People can't help but comment untuk "mengoreksi" atau mengekspresikan frustrasi mereka. Ironically, semakin banyak hate comment, semakin tinggi engagement rate, dan semakin besar kemungkinan konten tersebut di-push algoritma platform.

 

Algoritma Platform yang Mendukung Engagement

 

Platform media sosial seperti TikTok, Instagram, dan YouTube menggunakan algoritma yang prioritas terhadap engagement rate. Nggak peduli engagement-nya positif atau negatif - yang penting tinggi! Dilansir dari The Business & Financial Times, algoritma ini mendorong creator untuk membuat konten yang provocative dan controversial.

 

Konten "pura-pura bodoh" perfect untuk trik ini karena hampir selalu generate massive comments dan shares. Platform algorithm melihat high engagement sebagai signal bahwa konten tersebut "valuable" dan worth untuk di-distribute lebih luas.

 

Psychological Need untuk Koreksi dan Edukasi

 

Manusia punya natural tendency untuk correct mistakes dan share knowledge. Ini disebut "corrective behavior" dalam psikologi sosial. Ketika melihat informasi yang salah atau perilaku yang "bodoh", kita merasa compelled untuk memberikan koreksi.

 

Content creator yang pura-pura bodoh deliberately exploit tendency ini. Mereka tau bahwa audience akan feel satisfied ketika bisa "mengajarkan" something kepada creator tersebut melalui komentar.

 

The Relatability Factor - "Gue Juga Pernah Kayak Gini"

 

Beberapa konten "pura-pura bodoh" juga bekerja karena relatability.
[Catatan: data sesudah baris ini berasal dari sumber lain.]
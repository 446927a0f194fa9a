use dashmap::DashMap;
use tracing::{debug, info};

use crate::types::{SessionState, SessionUrl};

use super::history::{HistoryConfig, SessionHistory, TransitionRecord};
use super::record::{SessionRecord, SessionUpdate};

/// Keyed container mapping a canonical session URL to its current record.
///
/// Uses DashMap for lock-free concurrent access. Records are created by the
/// first merge-upsert for their URL and are never deleted; terminal sessions
/// stay queryable for diagnostics.
pub struct SessionStore {
    /// Session records keyed by URL (lock-free with DashMap)
    sessions: DashMap<SessionUrl, SessionRecord>,

    /// Optional per-session transition history
    histories: DashMap<SessionUrl, SessionHistory>,

    history_config: HistoryConfig,
}

impl SessionStore {
    pub fn new() -> Self {
        Self::with_history(HistoryConfig::default())
    }

    pub fn with_history(history_config: HistoryConfig) -> Self {
        Self {
            sessions: DashMap::new(),
            histories: DashMap::new(),
            history_config,
        }
    }

    /// Look up the session recorded for a URL. An unknown URL is an explicit
    /// absent result, logged, never an error.
    pub fn get(&self, url: &SessionUrl) -> Option<SessionRecord> {
        let record = self.sessions.get(url).map(|entry| entry.value().clone());
        if record.is_none() {
            debug!("No session recorded for {}", url);
        }
        record
    }

    /// Quiet state peek used when assembling transition records.
    pub(crate) fn state_of(&self, url: &SessionUrl) -> Option<SessionState> {
        self.sessions.get(url).and_then(|entry| entry.value().state)
    }

    /// Merge-upsert: apply a partial update, creating the record if this is
    /// the first update for its URL. Returns the merged record.
    pub fn apply(&self, update: &SessionUpdate) -> SessionRecord {
        let mut entry = self
            .sessions
            .entry(update.url.clone())
            .or_insert_with(|| {
                info!("Creating session record for {}", update.url);
                SessionRecord::new(update.url.clone())
            });
        entry.merge(update);
        let record = entry.value().clone();
        drop(entry);
        debug!(
            "Updated session {} (state: {:?})",
            record.url, record.state
        );
        record
    }

    /// Append a transition record to the session's history, if tracking is
    /// enabled.
    pub fn record_transition(&self, url: &SessionUrl, record: TransitionRecord) {
        if !self.history_config.enabled {
            return;
        }
        self.histories
            .entry(url.clone())
            .or_insert_with(|| SessionHistory::new(&self.history_config))
            .push(record);
    }

    /// Snapshot of the transition history for a session.
    pub fn history(&self, url: &SessionUrl) -> Vec<TransitionRecord> {
        self.histories
            .get(url)
            .map(|entry| entry.value().transitions().cloned().collect())
            .unwrap_or_default()
    }

    /// Snapshot of all recorded sessions.
    pub fn all(&self) -> Vec<SessionRecord> {
        self.sessions.iter().map(|entry| entry.value().clone()).collect()
    }

    pub fn len(&self) -> usize {
        self.sessions.len()
    }

    pub fn is_empty(&self) -> bool {
        self.sessions.is_empty()
    }

    /// Aggregate counts over all recorded sessions.
    pub fn stats(&self) -> SessionStats {
        let mut stats = SessionStats::default();
        for entry in self.sessions.iter() {
            stats.total += 1;
            match entry.value().state {
                None => stats.pending += 1,
                Some(SessionState::WillStart) => stats.starting += 1,
                Some(SessionState::Started) => stats.active += 1,
                Some(SessionState::WillEnd) => stats.ending += 1,
                Some(SessionState::Ended) => stats.ended += 1,
                Some(SessionState::Failed) => stats.failed += 1,
            }
        }
        stats
    }
}

impl Default for SessionStore {
    fn default() -> Self {
        Self::new()
    }
}

/// Session statistics
#[derive(Debug, Default, Clone)]
pub struct SessionStats {
    pub total: usize,
    pub pending: usize,
    pub starting: usize,
    pub active: usize,
    pub ending: usize,
    pub ended: usize,
    pub failed: usize,
}

#[cfg(test)]
mod tests {
    use super::*;

    fn url(path: &str) -> SessionUrl {
        SessionUrl::new(format!("https://meet.example/{path}"))
    }

    #[test]
    fn unknown_url_is_absent_not_error() {
        let store = SessionStore::new();
        assert!(store.get(&url("nowhere")).is_none());
        assert!(store.is_empty());
    }

    #[test]
    fn apply_creates_then_merges() {
        let store = SessionStore::new();
        let record = store.apply(&SessionUpdate::for_url(url("a")).state(SessionState::WillStart));
        assert_eq!(record.state, Some(SessionState::WillStart));

        let record = store.apply(&SessionUpdate::for_url(url("a")).state(SessionState::Started));
        assert_eq!(record.state, Some(SessionState::Started));
        assert_eq!(store.len(), 1);
    }

    #[test]
    fn stats_count_terminal_sessions() {
        let store = SessionStore::new();
        store.apply(&SessionUpdate::for_url(url("a")).state(SessionState::Started));
        store.apply(&SessionUpdate::for_url(url("b")).state(SessionState::Failed));
        store.apply(&SessionUpdate::for_url(url("c")).state(SessionState::Ended));

        let stats = store.stats();
        assert_eq!(stats.total, 3);
        assert_eq!(stats.active, 1);
        assert_eq!(stats.ended, 1);
        assert_eq!(stats.failed, 1);
    }

    #[test]
    fn history_disabled_records_nothing() {
        let store = SessionStore::with_history(HistoryConfig {
            enabled: false,
            max_transitions: 10,
        });
        store.record_transition(
            &url("a"),
            TransitionRecord::new("config-will-load", None, Some(SessionState::WillStart)),
        );
        assert!(store.history(&url("a")).is_empty());
    }
}
//! Session lifecycle tracking for a conferencing client
//!
//! This crate derives a canonical session state from the stream of
//! lower-level connection and conference lifecycle events produced by the
//! signaling subsystem. The architecture consists of:
//!
//! - Session Store: keyed records with merge-upsert semantics
//! - State Machine: the transition rules for each lifecycle event
//! - Guards: the terminal-failure ("game over") classifier
//! - Coordinator: single-writer dispatch loop and observer fan-out
//!
//! Conference and connection teardown are tracked independently because a
//! connection can outlive or underlive its conference attachment; a session
//! is only declared finished once both handles are gone, so an in-flight
//! reconnect never produces a premature "ended" transition.

pub mod coordinator;
pub mod errors;
pub mod session_store;
pub mod state_machine;
pub mod types;

pub use coordinator::{Config, CoordinatorBuilder, SessionCoordinator, SessionObserver};
pub use errors::{Result, SessionError};
pub use session_store::{
    HistoryConfig, SessionRecord, SessionStats, SessionStore, SessionUpdate, TransitionRecord,
};
pub use state_machine::{
    current_session, is_game_over, CurrentSessionProvider, LifecycleEvent, StateMachine,
};
pub use types::{
    error_string, ConferenceHandle, ConnectionHandle, EventError, LocationUrl, SessionState,
    SessionUrl,
};
use axum::{extract::State, http::StatusCode, Json};
use serde::Serialize;
use tracing::{error, info};

use crate::models::user::UserProfile;
use crate::routes::iso_timestamp;
use crate::state::AppState;

/// Served in place of a fresh fact whenever the upstream fetch fails.
pub const FALLBACK_FACT: &str =
    "Cat fact temporarily unavailable. Did you know cats spend 70% of their lives sleeping?";

const FETCH_FAILED_MESSAGE: &str = "Unable to fetch cat fact from external API";

#[derive(Debug, Serialize)]
pub struct ProfileResponse {
    pub status: &'static str,
    pub user: UserProfile,
    pub timestamp: String,
    pub fact: String,
    #[serde(skip_serializing_if = "Option::is_none")]
    pub error: Option<&'static str>,
}

/// GET /me
///
/// Always answers with the full envelope: a fresh fact on success, the
/// fallback fact plus a generic error message on any fetch failure. The
/// underlying failure is logged, never returned to the caller.
pub async fn profile_handler(
    State(state): State<AppState>,
) -> (StatusCode, Json<ProfileResponse>) {
    let timestamp = iso_timestamp();

    match state.facts.fetch_fact().await {
        Ok(fact) => {
            info!(method = "GET", path = "/me", "profile served with fresh fact");
            (
                StatusCode::OK,
                Json(ProfileResponse {
                    status: "success",
                    user: state.profile.clone(),
                    timestamp,
                    fact,
                    error: None,
                }),
            )
        }
        Err(e) => {
            error!(method = "GET", path = "/me", "fact fetch failed: {e}");
            (
                StatusCode::SERVICE_UNAVAILABLE,
                Json(ProfileResponse {
                    status: "error",
                    user: state.profile.clone(),
                    timestamp,
                    fact: FALLBACK_FACT.to_string(),
                    error: Some(FETCH_FAILED_MESSAGE),
                }),
            )
        }
    }
}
Meski di-exaggerate, sometimes the content reflects genuine confusion atau mistakes yang pernah dialami banyak orang. Audience yang pernah punya pengalaman serupa jadi relate dan share ke teman-teman mereka.

 

This creates a shared experience dimana people bond over common "bodoh" moments yang pernah mereka alami.

 

Dopamine Hit dari Superiority Complex

 

Secara neurological, merasa lebih pintar dari orang lain memberikan dopamine hit yang addictive. Ketika audience nonton konten creator yang "lebih bodoh", mereka dapat instant gratification dari feeling superior.

 

This psychological reward system bikin mereka want to come back for more dan actively seek similar content yang bisa provide the same ego boost.

 

Dark Side dari Fenomena Ini

 

Meski efektif untuk engagement, strategi "pura-pura bodoh" punya dark side yang concerning. Pertama, ini contribute to misinformation spread karena nggak semua audience realize kalau content-nya acting.

 

Kedua, ini bisa normalize "being dumb" behavior dan create unrealistic standards of entertainment. Plus, creator yang terlalu sering pura-pura bodoh bisa stuck dalam persona tersebut dan susah develop authentic content.

 

Lesson untuk Content Creator dan Audience

 

Buat creator: gunakan strategi ini dengan bijak dan responsibility. Jangan sacrifice authenticity demi engagement semata. Buat audience: be more critical dalam consuming content dan recognize manipulation tactics.

 

Understanding psychology di balik viral content bisa help kita jadi more conscious consumer dan creator. Remember, just because something viral doesn't mean it's good atau valuable!